--- Data Enclosed Below ---

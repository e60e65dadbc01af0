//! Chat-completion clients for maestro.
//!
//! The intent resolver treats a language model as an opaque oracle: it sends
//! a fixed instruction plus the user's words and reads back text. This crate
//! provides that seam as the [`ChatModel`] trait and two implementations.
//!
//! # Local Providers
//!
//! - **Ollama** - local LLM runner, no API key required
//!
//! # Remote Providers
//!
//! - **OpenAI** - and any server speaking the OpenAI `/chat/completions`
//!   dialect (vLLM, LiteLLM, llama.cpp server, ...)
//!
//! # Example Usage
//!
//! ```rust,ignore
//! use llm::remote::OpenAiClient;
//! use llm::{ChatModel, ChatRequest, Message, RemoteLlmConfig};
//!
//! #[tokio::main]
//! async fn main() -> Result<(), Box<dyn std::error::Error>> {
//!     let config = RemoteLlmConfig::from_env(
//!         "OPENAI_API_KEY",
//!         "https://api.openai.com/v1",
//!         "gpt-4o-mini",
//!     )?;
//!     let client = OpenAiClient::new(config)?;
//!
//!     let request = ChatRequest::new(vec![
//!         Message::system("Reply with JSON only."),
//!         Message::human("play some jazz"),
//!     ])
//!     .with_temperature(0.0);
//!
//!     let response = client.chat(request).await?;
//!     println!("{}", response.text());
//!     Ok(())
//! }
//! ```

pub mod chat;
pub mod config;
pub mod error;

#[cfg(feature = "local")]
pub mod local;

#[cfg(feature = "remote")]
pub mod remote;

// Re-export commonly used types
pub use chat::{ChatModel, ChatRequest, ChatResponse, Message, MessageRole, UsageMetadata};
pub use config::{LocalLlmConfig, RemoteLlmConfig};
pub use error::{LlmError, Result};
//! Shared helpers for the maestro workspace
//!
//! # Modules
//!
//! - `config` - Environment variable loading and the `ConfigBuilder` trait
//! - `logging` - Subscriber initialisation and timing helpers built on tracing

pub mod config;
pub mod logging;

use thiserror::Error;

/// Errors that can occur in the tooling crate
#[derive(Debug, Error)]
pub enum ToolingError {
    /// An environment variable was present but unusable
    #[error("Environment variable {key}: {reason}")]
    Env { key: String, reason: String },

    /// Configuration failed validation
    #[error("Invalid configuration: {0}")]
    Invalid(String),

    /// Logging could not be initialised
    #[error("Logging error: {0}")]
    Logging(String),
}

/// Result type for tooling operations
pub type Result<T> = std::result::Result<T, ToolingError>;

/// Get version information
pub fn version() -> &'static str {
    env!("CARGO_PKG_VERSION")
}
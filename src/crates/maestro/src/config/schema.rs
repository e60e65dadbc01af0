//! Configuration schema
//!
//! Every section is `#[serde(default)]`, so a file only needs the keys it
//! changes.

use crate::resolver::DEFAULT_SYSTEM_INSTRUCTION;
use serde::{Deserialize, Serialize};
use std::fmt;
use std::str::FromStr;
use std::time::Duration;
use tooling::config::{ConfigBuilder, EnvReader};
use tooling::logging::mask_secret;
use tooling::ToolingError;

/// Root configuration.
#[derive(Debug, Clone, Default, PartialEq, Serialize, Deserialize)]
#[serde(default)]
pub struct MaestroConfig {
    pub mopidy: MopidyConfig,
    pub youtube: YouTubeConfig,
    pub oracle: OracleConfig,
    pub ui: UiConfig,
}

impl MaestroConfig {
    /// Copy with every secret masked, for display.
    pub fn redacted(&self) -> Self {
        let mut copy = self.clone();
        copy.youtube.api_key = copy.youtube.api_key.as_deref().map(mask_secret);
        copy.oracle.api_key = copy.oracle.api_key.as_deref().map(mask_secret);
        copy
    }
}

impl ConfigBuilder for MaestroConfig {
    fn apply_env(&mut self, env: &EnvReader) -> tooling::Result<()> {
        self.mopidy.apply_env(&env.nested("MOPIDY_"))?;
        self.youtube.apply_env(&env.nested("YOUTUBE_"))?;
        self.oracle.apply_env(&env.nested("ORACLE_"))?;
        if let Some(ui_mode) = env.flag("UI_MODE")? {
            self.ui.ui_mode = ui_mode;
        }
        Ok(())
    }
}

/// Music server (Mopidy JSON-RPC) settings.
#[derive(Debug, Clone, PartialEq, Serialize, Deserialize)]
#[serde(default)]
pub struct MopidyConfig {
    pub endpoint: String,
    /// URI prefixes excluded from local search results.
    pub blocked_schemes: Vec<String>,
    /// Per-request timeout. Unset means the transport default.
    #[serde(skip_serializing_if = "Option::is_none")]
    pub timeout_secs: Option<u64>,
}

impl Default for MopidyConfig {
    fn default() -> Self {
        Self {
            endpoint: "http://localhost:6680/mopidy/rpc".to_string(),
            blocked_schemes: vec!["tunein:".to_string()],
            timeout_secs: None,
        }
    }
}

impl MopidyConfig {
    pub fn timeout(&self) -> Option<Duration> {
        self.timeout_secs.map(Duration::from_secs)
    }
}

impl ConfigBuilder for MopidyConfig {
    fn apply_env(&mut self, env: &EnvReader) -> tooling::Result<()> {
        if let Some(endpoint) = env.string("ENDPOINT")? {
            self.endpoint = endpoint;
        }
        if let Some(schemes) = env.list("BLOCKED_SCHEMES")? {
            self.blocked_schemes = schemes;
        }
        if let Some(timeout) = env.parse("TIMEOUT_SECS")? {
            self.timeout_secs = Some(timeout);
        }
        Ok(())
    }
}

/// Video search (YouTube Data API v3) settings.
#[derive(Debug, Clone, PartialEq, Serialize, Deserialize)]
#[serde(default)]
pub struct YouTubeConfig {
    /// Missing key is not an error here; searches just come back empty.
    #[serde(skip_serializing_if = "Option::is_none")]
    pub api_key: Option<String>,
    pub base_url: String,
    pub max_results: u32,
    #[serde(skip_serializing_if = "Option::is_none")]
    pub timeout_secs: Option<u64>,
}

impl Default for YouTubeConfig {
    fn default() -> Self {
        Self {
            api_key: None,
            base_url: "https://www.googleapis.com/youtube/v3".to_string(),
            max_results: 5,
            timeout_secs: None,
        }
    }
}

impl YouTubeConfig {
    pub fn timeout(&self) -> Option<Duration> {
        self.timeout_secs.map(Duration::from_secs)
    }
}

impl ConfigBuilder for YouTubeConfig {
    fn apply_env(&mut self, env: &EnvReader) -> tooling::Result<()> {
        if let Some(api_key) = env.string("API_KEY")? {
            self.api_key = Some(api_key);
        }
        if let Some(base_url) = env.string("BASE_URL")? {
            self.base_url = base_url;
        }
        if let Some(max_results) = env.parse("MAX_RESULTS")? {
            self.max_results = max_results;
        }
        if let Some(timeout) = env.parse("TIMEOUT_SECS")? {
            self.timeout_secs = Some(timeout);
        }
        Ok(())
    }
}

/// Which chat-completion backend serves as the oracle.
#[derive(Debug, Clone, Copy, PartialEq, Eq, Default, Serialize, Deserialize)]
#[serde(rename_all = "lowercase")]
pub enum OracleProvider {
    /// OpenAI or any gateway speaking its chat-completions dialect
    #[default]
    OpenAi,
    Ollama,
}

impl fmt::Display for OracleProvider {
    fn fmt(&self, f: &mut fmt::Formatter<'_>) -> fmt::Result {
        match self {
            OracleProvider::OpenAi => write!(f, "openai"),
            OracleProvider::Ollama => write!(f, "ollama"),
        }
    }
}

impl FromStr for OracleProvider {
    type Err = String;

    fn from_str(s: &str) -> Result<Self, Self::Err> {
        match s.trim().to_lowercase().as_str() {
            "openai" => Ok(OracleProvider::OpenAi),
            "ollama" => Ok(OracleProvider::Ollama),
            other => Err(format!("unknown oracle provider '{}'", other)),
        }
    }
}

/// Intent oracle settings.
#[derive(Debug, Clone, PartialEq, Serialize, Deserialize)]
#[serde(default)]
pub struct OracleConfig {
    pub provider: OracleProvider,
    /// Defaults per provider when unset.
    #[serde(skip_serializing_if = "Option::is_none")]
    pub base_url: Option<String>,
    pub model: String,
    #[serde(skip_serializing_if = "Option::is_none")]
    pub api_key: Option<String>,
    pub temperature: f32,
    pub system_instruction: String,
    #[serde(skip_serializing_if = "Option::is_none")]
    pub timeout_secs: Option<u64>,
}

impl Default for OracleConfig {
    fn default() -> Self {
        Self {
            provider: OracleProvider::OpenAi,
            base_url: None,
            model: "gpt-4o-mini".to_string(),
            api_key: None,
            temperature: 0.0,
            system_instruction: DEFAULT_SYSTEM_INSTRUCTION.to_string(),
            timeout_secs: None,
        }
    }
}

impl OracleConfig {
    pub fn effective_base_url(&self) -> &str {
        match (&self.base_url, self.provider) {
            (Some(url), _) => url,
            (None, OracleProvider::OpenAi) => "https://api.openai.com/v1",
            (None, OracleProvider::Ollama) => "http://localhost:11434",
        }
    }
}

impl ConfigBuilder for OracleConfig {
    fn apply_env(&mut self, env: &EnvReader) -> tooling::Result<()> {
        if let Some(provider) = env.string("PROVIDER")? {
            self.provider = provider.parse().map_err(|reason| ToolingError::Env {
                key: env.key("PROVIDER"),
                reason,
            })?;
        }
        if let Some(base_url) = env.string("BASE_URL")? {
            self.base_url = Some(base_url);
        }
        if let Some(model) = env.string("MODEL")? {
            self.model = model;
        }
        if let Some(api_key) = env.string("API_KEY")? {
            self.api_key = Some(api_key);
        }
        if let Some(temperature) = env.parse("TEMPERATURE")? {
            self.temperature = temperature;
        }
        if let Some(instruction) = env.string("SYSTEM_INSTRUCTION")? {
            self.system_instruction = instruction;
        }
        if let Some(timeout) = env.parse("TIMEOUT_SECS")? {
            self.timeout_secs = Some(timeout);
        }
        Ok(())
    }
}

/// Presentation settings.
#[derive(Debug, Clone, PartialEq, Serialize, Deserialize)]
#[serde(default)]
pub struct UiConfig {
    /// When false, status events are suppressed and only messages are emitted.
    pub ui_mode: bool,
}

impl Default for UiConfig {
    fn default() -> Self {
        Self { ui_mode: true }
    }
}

--- End of Enclosed Data ---

## Required work
Each line in the entries above that includes the word "mini" counts once; state the total and nothing else.

## Answer to this problem
2